◆ EXERCISE DIRECTIONS ◆
Throughout the material below, count each line in which the word "EmptyState" appears, then reply with the count only.

◆ RECORDS FOR THIS TASK ◆
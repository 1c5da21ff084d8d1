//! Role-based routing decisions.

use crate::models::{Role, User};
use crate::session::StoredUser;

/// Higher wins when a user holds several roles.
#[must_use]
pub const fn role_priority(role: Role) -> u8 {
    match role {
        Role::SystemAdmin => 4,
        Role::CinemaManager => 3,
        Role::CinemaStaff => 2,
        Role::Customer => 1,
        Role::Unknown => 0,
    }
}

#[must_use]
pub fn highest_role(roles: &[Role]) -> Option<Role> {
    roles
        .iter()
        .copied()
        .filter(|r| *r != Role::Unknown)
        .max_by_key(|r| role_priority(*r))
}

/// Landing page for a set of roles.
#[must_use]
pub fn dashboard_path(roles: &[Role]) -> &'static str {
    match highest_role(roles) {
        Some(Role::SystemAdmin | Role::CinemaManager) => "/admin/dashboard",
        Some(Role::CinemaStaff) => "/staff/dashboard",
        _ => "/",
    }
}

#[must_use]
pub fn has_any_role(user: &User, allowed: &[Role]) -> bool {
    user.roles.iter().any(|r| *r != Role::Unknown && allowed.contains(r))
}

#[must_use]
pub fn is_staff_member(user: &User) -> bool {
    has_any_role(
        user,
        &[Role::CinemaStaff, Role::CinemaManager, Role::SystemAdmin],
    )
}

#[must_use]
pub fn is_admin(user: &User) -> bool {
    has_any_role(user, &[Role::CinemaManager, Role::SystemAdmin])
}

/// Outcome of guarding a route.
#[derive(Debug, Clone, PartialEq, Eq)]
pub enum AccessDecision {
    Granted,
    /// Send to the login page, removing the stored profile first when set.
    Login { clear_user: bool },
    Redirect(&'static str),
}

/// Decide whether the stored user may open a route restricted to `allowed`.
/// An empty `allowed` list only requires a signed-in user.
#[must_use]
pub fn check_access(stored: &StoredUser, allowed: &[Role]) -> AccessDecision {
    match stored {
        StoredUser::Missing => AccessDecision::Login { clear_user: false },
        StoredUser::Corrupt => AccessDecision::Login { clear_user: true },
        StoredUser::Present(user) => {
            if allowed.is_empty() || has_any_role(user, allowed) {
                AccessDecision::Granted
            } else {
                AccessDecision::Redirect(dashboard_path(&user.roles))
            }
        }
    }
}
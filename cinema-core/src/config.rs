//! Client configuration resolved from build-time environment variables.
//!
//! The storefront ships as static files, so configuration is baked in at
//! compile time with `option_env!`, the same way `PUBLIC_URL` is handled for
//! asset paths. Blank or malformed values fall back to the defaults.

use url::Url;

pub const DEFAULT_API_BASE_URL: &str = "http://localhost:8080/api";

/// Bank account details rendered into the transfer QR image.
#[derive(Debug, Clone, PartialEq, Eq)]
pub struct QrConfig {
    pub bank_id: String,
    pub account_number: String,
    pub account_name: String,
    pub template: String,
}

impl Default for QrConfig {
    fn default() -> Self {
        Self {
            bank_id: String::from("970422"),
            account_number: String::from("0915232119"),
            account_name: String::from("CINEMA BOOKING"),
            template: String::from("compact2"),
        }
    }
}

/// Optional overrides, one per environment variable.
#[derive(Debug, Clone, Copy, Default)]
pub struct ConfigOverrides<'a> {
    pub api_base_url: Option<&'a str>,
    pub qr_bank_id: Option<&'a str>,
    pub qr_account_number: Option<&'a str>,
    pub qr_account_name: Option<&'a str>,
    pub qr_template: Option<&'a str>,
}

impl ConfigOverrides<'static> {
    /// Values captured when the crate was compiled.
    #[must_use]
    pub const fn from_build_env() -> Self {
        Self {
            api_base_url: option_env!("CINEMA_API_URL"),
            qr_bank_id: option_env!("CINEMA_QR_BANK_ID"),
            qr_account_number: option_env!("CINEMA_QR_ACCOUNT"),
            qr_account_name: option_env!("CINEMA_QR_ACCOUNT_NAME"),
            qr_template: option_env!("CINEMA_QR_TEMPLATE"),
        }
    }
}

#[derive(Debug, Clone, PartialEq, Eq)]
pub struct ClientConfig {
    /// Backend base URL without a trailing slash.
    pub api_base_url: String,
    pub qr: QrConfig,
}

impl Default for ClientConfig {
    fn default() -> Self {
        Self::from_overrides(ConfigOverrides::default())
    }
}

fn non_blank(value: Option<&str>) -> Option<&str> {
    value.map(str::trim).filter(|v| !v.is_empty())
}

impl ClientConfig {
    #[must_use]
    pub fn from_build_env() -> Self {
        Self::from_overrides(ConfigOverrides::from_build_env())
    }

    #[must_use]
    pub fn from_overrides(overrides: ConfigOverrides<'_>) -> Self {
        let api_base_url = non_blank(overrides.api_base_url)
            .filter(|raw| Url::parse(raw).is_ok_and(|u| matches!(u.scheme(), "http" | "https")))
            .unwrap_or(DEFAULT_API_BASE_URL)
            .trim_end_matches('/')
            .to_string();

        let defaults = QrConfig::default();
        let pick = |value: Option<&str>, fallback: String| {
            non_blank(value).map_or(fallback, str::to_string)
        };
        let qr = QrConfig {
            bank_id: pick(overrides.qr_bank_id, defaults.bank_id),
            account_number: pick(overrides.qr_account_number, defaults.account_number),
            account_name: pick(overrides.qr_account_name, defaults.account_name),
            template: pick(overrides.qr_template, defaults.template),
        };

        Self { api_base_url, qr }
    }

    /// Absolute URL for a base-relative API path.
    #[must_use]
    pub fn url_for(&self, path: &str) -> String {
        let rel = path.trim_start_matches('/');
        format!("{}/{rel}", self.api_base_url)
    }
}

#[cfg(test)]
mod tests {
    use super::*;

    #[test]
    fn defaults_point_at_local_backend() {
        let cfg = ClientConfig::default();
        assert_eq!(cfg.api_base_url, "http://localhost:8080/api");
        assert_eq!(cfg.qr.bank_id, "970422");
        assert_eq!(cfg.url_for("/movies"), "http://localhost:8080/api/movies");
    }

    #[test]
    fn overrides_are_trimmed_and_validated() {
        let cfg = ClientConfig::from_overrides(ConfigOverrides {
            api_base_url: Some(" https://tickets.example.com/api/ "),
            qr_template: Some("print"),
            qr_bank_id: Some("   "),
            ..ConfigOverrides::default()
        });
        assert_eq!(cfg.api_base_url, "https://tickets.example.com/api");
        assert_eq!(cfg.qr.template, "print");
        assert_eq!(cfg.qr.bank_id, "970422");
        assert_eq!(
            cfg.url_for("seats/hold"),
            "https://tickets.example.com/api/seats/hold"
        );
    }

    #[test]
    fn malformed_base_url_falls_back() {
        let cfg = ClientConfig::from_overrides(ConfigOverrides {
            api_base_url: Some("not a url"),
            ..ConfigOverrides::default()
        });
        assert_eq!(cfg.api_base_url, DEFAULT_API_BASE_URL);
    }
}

---

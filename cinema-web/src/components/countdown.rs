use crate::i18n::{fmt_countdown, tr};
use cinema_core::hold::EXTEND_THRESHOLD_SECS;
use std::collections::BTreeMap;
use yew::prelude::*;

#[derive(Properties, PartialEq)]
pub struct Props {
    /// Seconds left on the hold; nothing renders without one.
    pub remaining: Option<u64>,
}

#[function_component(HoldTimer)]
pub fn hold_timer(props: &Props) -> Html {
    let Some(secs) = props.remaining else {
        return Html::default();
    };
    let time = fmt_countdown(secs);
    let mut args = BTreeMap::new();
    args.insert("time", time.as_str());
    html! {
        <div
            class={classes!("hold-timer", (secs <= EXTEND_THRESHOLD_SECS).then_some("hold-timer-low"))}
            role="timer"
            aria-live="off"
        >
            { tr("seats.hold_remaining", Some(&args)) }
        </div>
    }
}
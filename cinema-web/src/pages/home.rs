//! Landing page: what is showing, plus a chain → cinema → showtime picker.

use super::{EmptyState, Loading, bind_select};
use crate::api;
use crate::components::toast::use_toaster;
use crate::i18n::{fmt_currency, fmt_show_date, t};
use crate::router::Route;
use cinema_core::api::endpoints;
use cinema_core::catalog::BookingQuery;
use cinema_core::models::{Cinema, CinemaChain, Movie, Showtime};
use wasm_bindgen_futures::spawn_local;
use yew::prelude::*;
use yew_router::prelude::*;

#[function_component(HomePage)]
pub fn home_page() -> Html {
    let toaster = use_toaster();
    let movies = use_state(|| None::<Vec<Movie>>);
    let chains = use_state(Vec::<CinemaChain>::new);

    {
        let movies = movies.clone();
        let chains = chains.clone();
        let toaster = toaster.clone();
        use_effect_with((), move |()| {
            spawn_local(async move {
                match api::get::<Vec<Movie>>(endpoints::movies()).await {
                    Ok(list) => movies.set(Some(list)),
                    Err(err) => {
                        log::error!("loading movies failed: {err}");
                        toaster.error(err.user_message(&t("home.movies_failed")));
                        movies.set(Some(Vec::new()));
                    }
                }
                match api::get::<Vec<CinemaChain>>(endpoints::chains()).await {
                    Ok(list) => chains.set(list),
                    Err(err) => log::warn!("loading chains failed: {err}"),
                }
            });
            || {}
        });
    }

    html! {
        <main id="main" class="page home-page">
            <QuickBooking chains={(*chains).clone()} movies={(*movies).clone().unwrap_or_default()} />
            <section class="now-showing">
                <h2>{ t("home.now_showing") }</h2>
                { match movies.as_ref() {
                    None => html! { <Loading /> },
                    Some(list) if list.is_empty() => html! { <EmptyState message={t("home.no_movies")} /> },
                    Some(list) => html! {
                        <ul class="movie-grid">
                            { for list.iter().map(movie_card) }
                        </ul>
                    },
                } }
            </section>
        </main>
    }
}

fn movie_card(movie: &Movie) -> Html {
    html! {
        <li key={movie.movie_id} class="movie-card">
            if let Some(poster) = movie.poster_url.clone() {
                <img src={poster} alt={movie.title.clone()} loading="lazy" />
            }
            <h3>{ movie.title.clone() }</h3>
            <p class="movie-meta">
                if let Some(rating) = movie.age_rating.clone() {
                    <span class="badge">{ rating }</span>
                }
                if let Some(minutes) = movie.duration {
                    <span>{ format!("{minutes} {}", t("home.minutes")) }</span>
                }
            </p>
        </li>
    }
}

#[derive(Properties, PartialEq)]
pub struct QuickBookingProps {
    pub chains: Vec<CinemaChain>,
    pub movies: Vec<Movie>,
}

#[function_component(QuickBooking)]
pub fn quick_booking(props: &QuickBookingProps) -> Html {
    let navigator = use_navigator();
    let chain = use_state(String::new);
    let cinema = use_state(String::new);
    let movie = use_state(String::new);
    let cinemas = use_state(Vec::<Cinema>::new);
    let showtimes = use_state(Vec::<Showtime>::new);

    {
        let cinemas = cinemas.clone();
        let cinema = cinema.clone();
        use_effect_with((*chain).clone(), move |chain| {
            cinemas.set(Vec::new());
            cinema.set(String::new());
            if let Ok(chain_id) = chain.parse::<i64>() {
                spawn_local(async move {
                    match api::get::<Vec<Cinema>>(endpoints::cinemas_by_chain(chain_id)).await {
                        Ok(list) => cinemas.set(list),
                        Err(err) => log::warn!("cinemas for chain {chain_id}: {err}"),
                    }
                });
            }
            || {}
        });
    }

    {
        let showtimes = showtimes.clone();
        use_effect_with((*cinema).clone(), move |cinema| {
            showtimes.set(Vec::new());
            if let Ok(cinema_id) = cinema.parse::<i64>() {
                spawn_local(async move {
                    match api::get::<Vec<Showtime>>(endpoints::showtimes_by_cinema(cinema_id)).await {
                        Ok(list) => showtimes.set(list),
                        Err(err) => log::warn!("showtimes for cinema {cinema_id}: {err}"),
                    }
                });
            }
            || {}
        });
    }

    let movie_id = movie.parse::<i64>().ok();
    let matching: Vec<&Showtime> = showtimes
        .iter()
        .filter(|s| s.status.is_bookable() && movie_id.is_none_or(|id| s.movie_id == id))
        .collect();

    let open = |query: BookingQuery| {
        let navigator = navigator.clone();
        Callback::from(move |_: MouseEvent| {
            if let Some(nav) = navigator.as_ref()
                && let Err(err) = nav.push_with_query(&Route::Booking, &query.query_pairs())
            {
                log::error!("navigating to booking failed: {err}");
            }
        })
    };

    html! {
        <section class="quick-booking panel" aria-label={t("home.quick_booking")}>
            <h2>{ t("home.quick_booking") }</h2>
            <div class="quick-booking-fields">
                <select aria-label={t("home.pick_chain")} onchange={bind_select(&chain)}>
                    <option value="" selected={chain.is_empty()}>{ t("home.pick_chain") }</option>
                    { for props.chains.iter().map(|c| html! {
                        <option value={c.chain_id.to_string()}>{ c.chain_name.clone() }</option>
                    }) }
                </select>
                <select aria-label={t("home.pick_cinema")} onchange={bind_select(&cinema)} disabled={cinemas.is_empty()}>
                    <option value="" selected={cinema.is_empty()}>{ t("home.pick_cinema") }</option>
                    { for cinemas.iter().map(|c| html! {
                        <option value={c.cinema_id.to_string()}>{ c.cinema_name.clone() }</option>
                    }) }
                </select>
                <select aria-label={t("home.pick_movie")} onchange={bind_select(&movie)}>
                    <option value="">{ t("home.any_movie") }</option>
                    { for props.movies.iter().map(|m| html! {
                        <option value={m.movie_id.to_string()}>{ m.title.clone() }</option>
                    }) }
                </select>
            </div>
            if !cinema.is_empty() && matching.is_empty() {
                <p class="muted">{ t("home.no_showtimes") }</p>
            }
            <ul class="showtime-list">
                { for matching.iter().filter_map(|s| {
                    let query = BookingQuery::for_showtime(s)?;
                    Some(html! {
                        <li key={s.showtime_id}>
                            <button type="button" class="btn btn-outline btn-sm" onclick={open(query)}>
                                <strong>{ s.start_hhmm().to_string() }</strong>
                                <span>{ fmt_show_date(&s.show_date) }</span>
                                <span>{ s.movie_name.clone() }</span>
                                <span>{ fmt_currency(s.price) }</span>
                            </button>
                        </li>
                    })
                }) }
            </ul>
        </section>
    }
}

◆ OUTPUT FOR THIS EXERCISE ◆
2